Lots of things seem unsafe if you perseverate about them:
stone fruits have cyanide that can kill you ( if you eat crushed pits)
rice has arsenic
people die in car crashes and are struck by lightning.

Anti-vaxxers encourage imagining fearful outcomes that not very likely:
–vaccine manufacturers list events that may have been caused by vaccines such as myocarditis and a blood clotting disorder which followed vaccination with mRNA and J&J/ AZ, respectively, in certain populations
–an H1N1 vaccine was followed by narcolepsy in a specific population
we can list how frequently these events occur and how they compare to outcomes from the illness itself

I dare anti-vaxxers to look and find how often these adverse events happen.

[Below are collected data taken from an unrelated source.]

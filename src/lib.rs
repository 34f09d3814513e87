// src/lib.rs

//! Pakt Package Manager
//!
//! Installs and removes packages described by a remote setup.ini style
//! catalog onto a filesystem root, keeping a plain-text ledger of what is
//! installed.
//!
//! # Architecture
//!
//! - Catalog: parsed per run, never mutated; first record and first
//!   `install:` line win
//! - Ledger: sorted text file, backed up before every rewrite
//! - Manifests: one compressed file list per package, written when the
//!   archive is cached
//! - Install is best-effort over dependencies; removal is fail-fast and
//!   refuses to touch files owned by essential tooling

pub mod archive;
pub mod catalog;
pub mod config;
mod error;
pub mod install;
pub mod ledger;
pub mod manifest;
pub mod remove;
pub mod repository;
pub mod scripts;

pub use error::{Error, Result};
// src/catalog/graph.rs

//! Forward and reverse dependency edges between catalog packages

use super::PackageRecord;
use std::collections::HashMap;

/// Separator used when rendering a dependency path
pub const PATH_ARROW: &str = " > ";

/// Adjacency built from the `requires` lists of a catalog
#[derive(Debug, Default)]
pub struct DependencyGraph {
    forward: HashMap<String, Vec<String>>,
    reverse: HashMap<String, Vec<String>>,
}

impl DependencyGraph {
    pub fn build<'a>(records: impl IntoIterator<Item = &'a PackageRecord>) -> Self {
        let mut graph = Self::default();
        for record in records {
            for dep in &record.requires {
                graph
                    .reverse
                    .entry(dep.clone())
                    .or_default()
                    .push(record.name.clone());
            }
            graph
                .forward
                .insert(record.name.clone(), record.requires.clone());
        }
        graph
    }

    /// Direct requirements of `name`; unknown names have none
    pub fn requires(&self, name: &str) -> &[String] {
        self.forward.get(name).map(Vec::as_slice).unwrap_or_default()
    }

    /// Packages that directly require `name`
    pub fn required_by(&self, name: &str) -> &[String] {
        self.reverse.get(name).map(Vec::as_slice).unwrap_or_default()
    }

    /// Every path from `root` along forward edges, one entry per visited node
    pub fn depends(&self, root: &str) -> Vec<String> {
        walk(&self.forward, root)
    }

    /// Every path from `root` along reverse edges
    pub fn rdepends(&self, root: &str) -> Vec<String> {
        walk(&self.reverse, root)
    }
}

/// Depth-first walk that refuses to re-enter a node already on the current
/// path. Diamonds reached through different paths are reported once per path.
fn walk(edges: &HashMap<String, Vec<String>>, root: &str) -> Vec<String> {
    fn visit<'a>(
        edges: &'a HashMap<String, Vec<String>>,
        node: &'a str,
        stack: &mut Vec<&'a str>,
        out: &mut Vec<String>,
    ) {
        if stack.contains(&node) {
            return;
        }
        stack.push(node);
        out.push(stack.join(PATH_ARROW));
        if let Some(next) = edges.get(node) {
            for child in next {
                visit(edges, child, stack, out);
            }
        }
        stack.pop();
    }

    let mut out = Vec::new();
    visit(edges, root, &mut Vec::new(), &mut out);
    out
}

Anti-vaxxers spin horror stories not based on fact.

** one in 11 million

Re blanket legal immunity: this is a reminder that RFK Jr. is one of the lawyers involved in bringing tens of cases against Merck about their Gardasil vaccine right now.

So when he’s saying manufacturers were given blanket legal immunity, he is not just wrong. He is knowingly lying. Because if there as blanket legal immunity, how could he be suing them?

As you also point out, vaccines are subject to more legal requirements than other drugs, not less. They are subject to two legal frameworks – under the Public Health Service Act as biologics, and by FDA regulation to all the requirements under the Food, Drugs and Cosmetics Act.

And I don’t buy that Kennedy does not know this.

@ John La Barge

The other thing that you stupidly ignore is that before receiving any vaccination, child or adult, one is given Vaccine Information Sheet which includes explanation of disease protects against and accurate description of rare serious adverse events. If child, parent is required to read and sign consent. Just go to CDC https://www.cdc.gov/vaccines/hcp/vis/index.html

Read any and all vaccine information statements. From the MMR Vaccine Information Statement:

Risks of a vaccine reaction
Sore arm from the injection or redness where the shot is given, fever, and a mild rash can happen after MMR vaccination.
Swelling of the glands in the cheeks or neck or temporary pain and stiffness in the joints (mostly in teenage or adult women) sometimes occur after MMR vaccination.
More serious reactions happen rarely. These can include seizures (often associated with fever) or temporary low platelet count that can cause unusual bleeding or bruising.
In people with serious immune system problems, this vaccine may cause an infection that may be life-threatening. People with serious immune system problems should not get MMR vaccine.
People sometimes faint after medical procedures, including vaccination. Tell your provider if you feel dizzy or have vision changes or ringing in the ears.

As with any medicine, there is a very remote chance of a vaccine causing a severe allergic reaction, other serious injury, or death.

Joel…

like Ginny, John is BLATANTLY ignorant and dishonest. Everybody here can see this. Don’t get upset at them, do not let them work you up so much. Just have fun poking at them until Orac finally gets tired of having them here.

Pretend they are monkeys in a cage, flinging poo. because that is exactly what they are.

don’t waste energy on them. pearls before swine and all that.

…or you will burn yourself out on them, and probably fail to respond to a genuine question some passerby has. You have a lot of good information at hand, personally. don’t let these chuckleheads burn you out on sharing it, ok?